Non convolutional networks

The advantages, problems and limitations of convolutional neural networks (CNN) are currently quite well studied. About 5 years have passed since their recognition by the community of engineers, and the first impression “now we will solve all the problems”, I want to believe, has already passed. So, it's time to look for ideas that will make the next step in the field of AI. Hinton, for example, suggested CapsuleNet .
Together with Alexey Redozubov, relying on his ideas about the structure of the brain, we also decided to retreat from the mainstream. And now I have something to show: architecture (goes with the title picture to attract attention) and the source code for Tensorflow for MNIST.

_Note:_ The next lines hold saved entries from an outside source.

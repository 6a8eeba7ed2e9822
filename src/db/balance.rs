use sqlx::mysql::{MySqlPool, MySqlRow};
use sqlx::Row;

use crate::models::ClientBalance;

const BALANCE_COLUMNS: &str =
    "client_id, collector_id, full_name, phone, \
     CAST(total_deposits AS DOUBLE) as total_deposits, \
     CAST(total_payouts AS DOUBLE) as total_payouts, \
     CAST(balance AS DOUBLE) as balance";

fn row_to_balance(row: &MySqlRow) -> ClientBalance {
    ClientBalance {
        client_id: row.get("client_id"),
        collector_id: row.get("collector_id"),
        full_name: row.get("full_name"),
        phone: row.get("phone"),
        total_deposits: row.get("total_deposits"),
        total_payouts: row.get("total_payouts"),
        balance: row.get("balance"),
    }
}

/// Live balance for one active client, straight from the client_balances view.
/// Generic over the executor so the payout request path can read it on the
/// connection holding the per-client advisory lock.
pub async fn for_client<'e, E>(
    executor: E,
    client_id: &str,
) -> Result<Option<ClientBalance>, sqlx::Error>
where
    E: sqlx::Executor<'e, Database = sqlx::MySql>,
{
    let row = sqlx::query(&format!(
        "SELECT {} FROM client_balances WHERE client_id = ?",
        BALANCE_COLUMNS
    ))
    .bind(client_id)
    .fetch_optional(executor)
    .await?;

    Ok(row.map(|r| row_to_balance(&r)))
}

/// Balances for all of a collector's active clients, ordered by name
pub async fn for_collector(
    pool: &MySqlPool,
    collector_id: &str,
) -> Result<Vec<ClientBalance>, sqlx::Error> {
    let rows = sqlx::query(&format!(
        "SELECT {} FROM client_balances WHERE collector_id = ? ORDER BY full_name",
        BALANCE_COLUMNS
    ))
    .bind(collector_id)
    .fetch_all(pool)
    .await?;

    Ok(rows.iter().map(row_to_balance).collect())
}

/// Sum of balances held across a collector's active clients
pub async fn total_for_collector(
    pool: &MySqlPool,
    collector_id: &str,
) -> Result<f64, sqlx::Error> {
    let row = sqlx::query(
        "SELECT CAST(COALESCE(SUM(balance), 0) AS DOUBLE) as total \
         FROM client_balances WHERE collector_id = ?",
    )
    .bind(collector_id)
    .fetch_one(pool)
    .await?;

    Ok(row.get::<f64, _>("total"))
}
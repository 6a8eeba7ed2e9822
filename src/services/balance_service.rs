use sqlx::mysql::MySqlPool;

use crate::db;
use crate::models::ClientBalance;
use crate::utils::{ServiceError, ServiceResult};

/// A client's own live balance, derived entirely from confirmed deposits
/// minus completed payouts. A client the view does not cover reads as
/// zeros, not as missing.
pub async fn get_client_balance(
    pool: &MySqlPool,
    client_id: &str,
) -> ServiceResult<ClientBalance> {
    let client = db::client::get_by_id(pool, client_id)
        .await?
        .ok_or_else(|| ServiceError::not_found("Client"))?;

    Ok(db::balance::for_client(pool, client_id)
        .await?
        .unwrap_or_else(|| ClientBalance::zeroed(&client)))
}

/// Same view scoped through a collector; a client outside the collector's
/// group reads as missing
pub async fn get_client_balance_for_collector(
    pool: &MySqlPool,
    collector_id: &str,
    client_id: &str,
) -> ServiceResult<ClientBalance> {
    let client = db::client::get_for_collector(pool, client_id, collector_id)
        .await?
        .ok_or_else(|| ServiceError::NotFound("Client not found in your group".to_string()))?;

    Ok(db::balance::for_client(pool, client_id)
        .await?
        .unwrap_or_else(|| ClientBalance::zeroed(&client)))
}

/// Live balances for every active client in a collector's group,
/// ordered by name
pub async fn get_collector_balances(
    pool: &MySqlPool,
    collector_id: &str,
) -> ServiceResult<Vec<ClientBalance>> {
    Ok(db::balance::for_collector(pool, collector_id).await?)
}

More formally, the result is described in an article on arxiv .

What for?

Always and in everything we deal with ambiguity. The further information leaves the senses, the more options for its interpretation becomes. It seems, sight does not bring us. But no, there are a number of illusions that demonstrate that this is not so: the illusion of a concave mask (you need to try very hard to realize its concave depth), the famous white-blue-brown dress. Hearing is the same story that amazes even more than visual illusions: I want to congratulate you on this . And when the question of perception of information concerns abstract concepts, it is impossible not to recall the endless debate about politics.
')
This principle of changing the meaning of the observable depending on the context is universal, implemented in one way or another for any information we are dealing with. And, at the same time, it is poorly or not explicitly reflected in most approaches to machine learning. Often, the formulation of machine learning tasks eliminates the very possibility of various interpretations. Although, if you look at the idea of convolutional networks from a different angle, it turns out that the statement of the problem for one convolutional layer is formulated as follows: you must select K features with the size of MxM, regardless of what position (spatial context) they are in. If at the same time it is assumed that the transfer operation on X, Y is not programmed in advance, then the task becomes very nontrivial. Similarly with recurrent networks: it is necessary to distinguish sequences in time, regardless of at what point in time T (context of time) it appeared.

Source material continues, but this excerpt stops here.